## What this task involves:
Your task is to copy the stretch of lines in the records below that begins with the line containing "use crate::image::ImageRef;" and ends with the line containing "a YAML list.", exactly as written, with nothing added.

*** Data records Section Begins ***

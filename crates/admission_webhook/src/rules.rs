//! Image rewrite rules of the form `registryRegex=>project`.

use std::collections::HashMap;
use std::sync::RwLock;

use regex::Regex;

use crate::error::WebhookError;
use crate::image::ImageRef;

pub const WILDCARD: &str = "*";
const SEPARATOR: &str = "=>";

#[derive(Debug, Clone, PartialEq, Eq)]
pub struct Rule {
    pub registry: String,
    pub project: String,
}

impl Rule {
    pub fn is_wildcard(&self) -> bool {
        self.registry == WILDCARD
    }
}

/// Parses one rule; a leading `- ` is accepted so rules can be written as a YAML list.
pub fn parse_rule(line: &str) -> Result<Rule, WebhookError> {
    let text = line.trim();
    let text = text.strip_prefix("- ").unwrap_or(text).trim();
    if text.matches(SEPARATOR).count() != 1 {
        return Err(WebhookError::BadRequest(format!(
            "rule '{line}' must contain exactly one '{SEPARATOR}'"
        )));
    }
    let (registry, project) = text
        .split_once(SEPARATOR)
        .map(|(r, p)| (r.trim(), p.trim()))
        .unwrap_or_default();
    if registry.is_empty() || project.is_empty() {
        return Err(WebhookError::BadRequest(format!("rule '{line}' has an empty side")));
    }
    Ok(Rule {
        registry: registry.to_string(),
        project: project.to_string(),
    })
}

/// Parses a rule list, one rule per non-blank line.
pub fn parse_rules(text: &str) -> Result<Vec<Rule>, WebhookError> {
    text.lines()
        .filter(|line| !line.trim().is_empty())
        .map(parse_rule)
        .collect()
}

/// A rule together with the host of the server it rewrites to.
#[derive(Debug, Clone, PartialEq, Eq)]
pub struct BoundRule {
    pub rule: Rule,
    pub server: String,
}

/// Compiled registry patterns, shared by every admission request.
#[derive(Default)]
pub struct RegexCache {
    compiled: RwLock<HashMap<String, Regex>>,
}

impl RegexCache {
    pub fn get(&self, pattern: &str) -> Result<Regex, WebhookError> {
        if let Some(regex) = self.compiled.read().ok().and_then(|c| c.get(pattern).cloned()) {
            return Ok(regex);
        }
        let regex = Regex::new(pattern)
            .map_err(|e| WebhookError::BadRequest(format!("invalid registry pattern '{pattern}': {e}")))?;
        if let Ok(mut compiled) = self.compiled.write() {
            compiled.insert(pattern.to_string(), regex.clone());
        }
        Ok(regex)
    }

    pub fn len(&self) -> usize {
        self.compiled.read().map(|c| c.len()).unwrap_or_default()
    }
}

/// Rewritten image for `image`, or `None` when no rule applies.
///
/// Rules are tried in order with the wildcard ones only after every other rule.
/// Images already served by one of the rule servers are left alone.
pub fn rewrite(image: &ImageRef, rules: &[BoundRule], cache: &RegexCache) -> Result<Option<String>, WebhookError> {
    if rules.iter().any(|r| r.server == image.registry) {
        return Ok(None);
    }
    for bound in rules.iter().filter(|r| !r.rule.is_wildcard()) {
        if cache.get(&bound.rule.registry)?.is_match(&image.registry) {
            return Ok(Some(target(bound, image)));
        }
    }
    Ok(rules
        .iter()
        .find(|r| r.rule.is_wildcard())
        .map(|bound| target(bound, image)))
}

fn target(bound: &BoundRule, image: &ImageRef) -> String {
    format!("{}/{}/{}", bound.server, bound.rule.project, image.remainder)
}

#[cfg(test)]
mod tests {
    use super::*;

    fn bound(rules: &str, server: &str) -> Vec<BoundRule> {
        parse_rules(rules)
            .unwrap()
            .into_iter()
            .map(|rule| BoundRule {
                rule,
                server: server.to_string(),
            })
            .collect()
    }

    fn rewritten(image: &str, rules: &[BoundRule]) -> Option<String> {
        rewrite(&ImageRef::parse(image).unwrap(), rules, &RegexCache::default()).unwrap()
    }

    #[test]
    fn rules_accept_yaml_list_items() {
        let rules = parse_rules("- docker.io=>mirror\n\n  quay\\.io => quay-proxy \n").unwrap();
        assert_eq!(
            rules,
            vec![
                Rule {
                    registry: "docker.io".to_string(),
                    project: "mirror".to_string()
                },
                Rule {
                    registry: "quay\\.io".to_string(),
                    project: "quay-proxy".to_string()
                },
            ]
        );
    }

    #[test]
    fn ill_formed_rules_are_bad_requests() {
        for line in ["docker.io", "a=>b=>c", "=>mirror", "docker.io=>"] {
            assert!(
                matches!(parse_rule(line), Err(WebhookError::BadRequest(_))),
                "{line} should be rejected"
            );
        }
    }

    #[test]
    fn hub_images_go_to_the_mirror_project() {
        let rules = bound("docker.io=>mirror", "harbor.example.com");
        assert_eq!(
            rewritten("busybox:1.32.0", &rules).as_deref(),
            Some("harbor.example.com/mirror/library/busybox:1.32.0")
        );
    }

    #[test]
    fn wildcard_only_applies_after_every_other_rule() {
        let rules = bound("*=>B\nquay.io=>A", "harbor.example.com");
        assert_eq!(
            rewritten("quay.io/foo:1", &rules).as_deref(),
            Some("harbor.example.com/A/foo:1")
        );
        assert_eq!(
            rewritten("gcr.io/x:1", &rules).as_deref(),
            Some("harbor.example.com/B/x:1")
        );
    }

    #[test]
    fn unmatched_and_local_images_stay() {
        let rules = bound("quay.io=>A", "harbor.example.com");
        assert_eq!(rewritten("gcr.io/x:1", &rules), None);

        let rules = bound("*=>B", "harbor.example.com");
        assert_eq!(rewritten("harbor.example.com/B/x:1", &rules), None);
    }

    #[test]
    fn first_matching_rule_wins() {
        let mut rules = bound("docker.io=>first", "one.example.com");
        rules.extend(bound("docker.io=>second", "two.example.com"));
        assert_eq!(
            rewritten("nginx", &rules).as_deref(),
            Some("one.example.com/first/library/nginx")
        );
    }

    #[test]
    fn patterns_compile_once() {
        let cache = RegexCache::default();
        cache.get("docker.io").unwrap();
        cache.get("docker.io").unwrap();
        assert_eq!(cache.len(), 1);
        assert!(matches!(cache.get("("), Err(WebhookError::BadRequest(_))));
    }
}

*** Data records Section Ends ***

## Solution for this problem:
use crate::image::ImageRef;

pub const WILDCARD: &str = "*";
const SEPARATOR: &str = "=>";

#[derive(Debug, Clone, PartialEq, Eq)]
pub struct Rule {
    pub registry: String,
    pub project: String,
}

impl Rule {
    pub fn is_wildcard(&self) -> bool {
        self.registry == WILDCARD
    }
}

/// Parses one rule; a leading `- ` is accepted so rules can be written as a YAML list.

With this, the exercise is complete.